Problem description: Your job is to set down the stretch of entries that opens with the line containing "pub fn is_easy_or_moderate_tier(&self)" and closes with the line containing "commonly used types". Keep both end lines, copy each exactly, and add nothing.

Exercise inputs:
● ● ● ● ● ● ●

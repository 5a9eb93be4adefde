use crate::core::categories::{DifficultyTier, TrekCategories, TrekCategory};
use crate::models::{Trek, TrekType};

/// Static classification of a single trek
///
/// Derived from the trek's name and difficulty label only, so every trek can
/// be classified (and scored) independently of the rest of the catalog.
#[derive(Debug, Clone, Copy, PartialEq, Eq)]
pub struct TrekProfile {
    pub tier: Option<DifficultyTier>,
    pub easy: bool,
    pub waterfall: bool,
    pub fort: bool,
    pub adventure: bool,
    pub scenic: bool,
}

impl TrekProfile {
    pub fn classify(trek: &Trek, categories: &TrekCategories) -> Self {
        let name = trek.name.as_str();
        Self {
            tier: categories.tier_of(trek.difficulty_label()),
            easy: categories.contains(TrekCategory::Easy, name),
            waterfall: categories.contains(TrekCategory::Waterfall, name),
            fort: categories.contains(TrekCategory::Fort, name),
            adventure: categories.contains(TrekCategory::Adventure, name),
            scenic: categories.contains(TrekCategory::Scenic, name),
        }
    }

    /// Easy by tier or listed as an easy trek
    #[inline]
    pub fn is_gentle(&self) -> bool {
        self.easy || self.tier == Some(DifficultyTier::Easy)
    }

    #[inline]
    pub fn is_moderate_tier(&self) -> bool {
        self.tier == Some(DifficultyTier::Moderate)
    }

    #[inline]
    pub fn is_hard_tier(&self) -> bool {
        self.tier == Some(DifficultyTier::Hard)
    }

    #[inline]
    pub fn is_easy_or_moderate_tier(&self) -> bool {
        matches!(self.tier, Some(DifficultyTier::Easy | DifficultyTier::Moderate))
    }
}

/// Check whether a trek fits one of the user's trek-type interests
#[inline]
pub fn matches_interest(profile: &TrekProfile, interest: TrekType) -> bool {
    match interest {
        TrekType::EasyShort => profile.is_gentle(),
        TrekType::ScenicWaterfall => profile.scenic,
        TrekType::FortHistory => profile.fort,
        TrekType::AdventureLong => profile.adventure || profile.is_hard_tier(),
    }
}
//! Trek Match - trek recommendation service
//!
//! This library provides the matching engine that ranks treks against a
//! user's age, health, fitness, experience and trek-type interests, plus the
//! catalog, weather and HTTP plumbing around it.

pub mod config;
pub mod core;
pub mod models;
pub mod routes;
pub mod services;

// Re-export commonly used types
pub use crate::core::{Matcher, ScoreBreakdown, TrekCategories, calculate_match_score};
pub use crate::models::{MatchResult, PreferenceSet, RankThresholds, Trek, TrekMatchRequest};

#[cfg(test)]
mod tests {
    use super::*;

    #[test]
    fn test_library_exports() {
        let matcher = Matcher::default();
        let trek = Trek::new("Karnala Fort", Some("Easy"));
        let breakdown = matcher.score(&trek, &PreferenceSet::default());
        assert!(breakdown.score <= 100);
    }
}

● ● ● ● ● ● ●

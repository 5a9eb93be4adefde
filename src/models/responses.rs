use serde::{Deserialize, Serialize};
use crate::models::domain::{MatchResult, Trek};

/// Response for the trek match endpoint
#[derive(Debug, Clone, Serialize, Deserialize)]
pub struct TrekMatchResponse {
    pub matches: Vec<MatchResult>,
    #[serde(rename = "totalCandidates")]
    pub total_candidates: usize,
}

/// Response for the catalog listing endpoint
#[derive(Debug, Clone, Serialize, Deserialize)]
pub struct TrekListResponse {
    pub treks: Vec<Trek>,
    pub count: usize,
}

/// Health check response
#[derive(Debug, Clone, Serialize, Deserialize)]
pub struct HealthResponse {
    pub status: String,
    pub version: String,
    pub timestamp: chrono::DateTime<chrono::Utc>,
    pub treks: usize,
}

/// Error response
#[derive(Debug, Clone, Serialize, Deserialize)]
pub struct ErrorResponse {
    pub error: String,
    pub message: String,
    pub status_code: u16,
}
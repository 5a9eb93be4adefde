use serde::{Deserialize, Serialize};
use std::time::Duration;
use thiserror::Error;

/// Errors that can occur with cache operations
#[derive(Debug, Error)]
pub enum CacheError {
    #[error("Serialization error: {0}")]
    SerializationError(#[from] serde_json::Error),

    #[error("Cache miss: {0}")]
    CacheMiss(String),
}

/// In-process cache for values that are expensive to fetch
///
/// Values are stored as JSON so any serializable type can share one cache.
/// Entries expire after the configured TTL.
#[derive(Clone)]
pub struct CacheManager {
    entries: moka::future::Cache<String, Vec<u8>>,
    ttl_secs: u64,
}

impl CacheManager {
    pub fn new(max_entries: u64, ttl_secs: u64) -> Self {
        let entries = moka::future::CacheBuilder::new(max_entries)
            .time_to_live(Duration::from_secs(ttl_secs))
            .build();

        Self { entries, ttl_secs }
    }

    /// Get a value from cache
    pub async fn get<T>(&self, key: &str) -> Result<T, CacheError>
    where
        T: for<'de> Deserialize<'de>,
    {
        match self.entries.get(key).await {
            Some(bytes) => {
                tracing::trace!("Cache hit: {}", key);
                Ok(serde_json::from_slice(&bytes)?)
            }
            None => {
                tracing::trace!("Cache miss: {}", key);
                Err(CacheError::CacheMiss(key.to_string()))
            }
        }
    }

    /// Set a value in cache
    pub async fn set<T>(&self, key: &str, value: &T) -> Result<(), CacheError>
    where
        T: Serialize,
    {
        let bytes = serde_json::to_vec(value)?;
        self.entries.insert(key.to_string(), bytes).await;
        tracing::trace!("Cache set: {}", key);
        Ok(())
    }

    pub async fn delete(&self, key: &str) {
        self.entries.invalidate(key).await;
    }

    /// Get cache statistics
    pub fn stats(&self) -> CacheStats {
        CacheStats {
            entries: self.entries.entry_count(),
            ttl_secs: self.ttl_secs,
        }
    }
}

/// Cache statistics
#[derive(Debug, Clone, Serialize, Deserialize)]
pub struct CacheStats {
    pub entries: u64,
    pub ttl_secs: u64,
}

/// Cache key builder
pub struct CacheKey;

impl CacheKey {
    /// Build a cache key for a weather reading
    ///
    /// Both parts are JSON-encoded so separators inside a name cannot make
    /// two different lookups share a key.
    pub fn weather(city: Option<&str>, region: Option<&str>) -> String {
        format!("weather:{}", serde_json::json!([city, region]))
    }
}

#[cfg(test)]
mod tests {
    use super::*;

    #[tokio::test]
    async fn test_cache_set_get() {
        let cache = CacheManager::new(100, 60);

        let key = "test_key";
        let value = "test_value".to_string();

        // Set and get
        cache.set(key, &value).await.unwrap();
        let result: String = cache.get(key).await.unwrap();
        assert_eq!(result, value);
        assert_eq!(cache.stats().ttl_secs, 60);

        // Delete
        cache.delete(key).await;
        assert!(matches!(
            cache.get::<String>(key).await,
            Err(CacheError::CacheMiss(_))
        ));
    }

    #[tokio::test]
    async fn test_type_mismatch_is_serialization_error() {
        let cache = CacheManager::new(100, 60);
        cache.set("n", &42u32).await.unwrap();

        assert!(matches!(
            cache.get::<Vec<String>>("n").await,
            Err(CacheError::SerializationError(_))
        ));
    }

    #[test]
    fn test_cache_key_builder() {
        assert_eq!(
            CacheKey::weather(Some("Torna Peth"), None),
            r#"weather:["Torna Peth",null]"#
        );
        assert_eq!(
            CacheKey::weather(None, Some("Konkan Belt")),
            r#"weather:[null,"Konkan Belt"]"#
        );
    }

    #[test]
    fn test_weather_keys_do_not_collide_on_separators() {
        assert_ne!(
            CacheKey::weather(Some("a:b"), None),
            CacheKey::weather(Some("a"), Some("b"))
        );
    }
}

● ● ● ● ● ● ●

Output of the exercise:
    pub fn is_easy_or_moderate_tier(&self) -> bool {
        matches!(self.tier, Some(DifficultyTier::Easy | DifficultyTier::Moderate))
    }
}

/// Check whether a trek fits one of the user's trek-type interests
#[inline]
pub fn matches_interest(profile: &TrekProfile, interest: TrekType) -> bool {
    match interest {
        TrekType::EasyShort => profile.is_gentle(),
        TrekType::ScenicWaterfall => profile.scenic,
        TrekType::FortHistory => profile.fort,
        TrekType::AdventureLong => profile.adventure || profile.is_hard_tier(),
    }
}
//! Trek Match - trek recommendation service
//!
//! This library provides the matching engine that ranks treks against a
//! user's age, health, fitness, experience and trek-type interests, plus the
//! catalog, weather and HTTP plumbing around it.

pub mod config;
pub mod core;
pub mod models;
pub mod routes;
pub mod services;

// Re-export commonly used types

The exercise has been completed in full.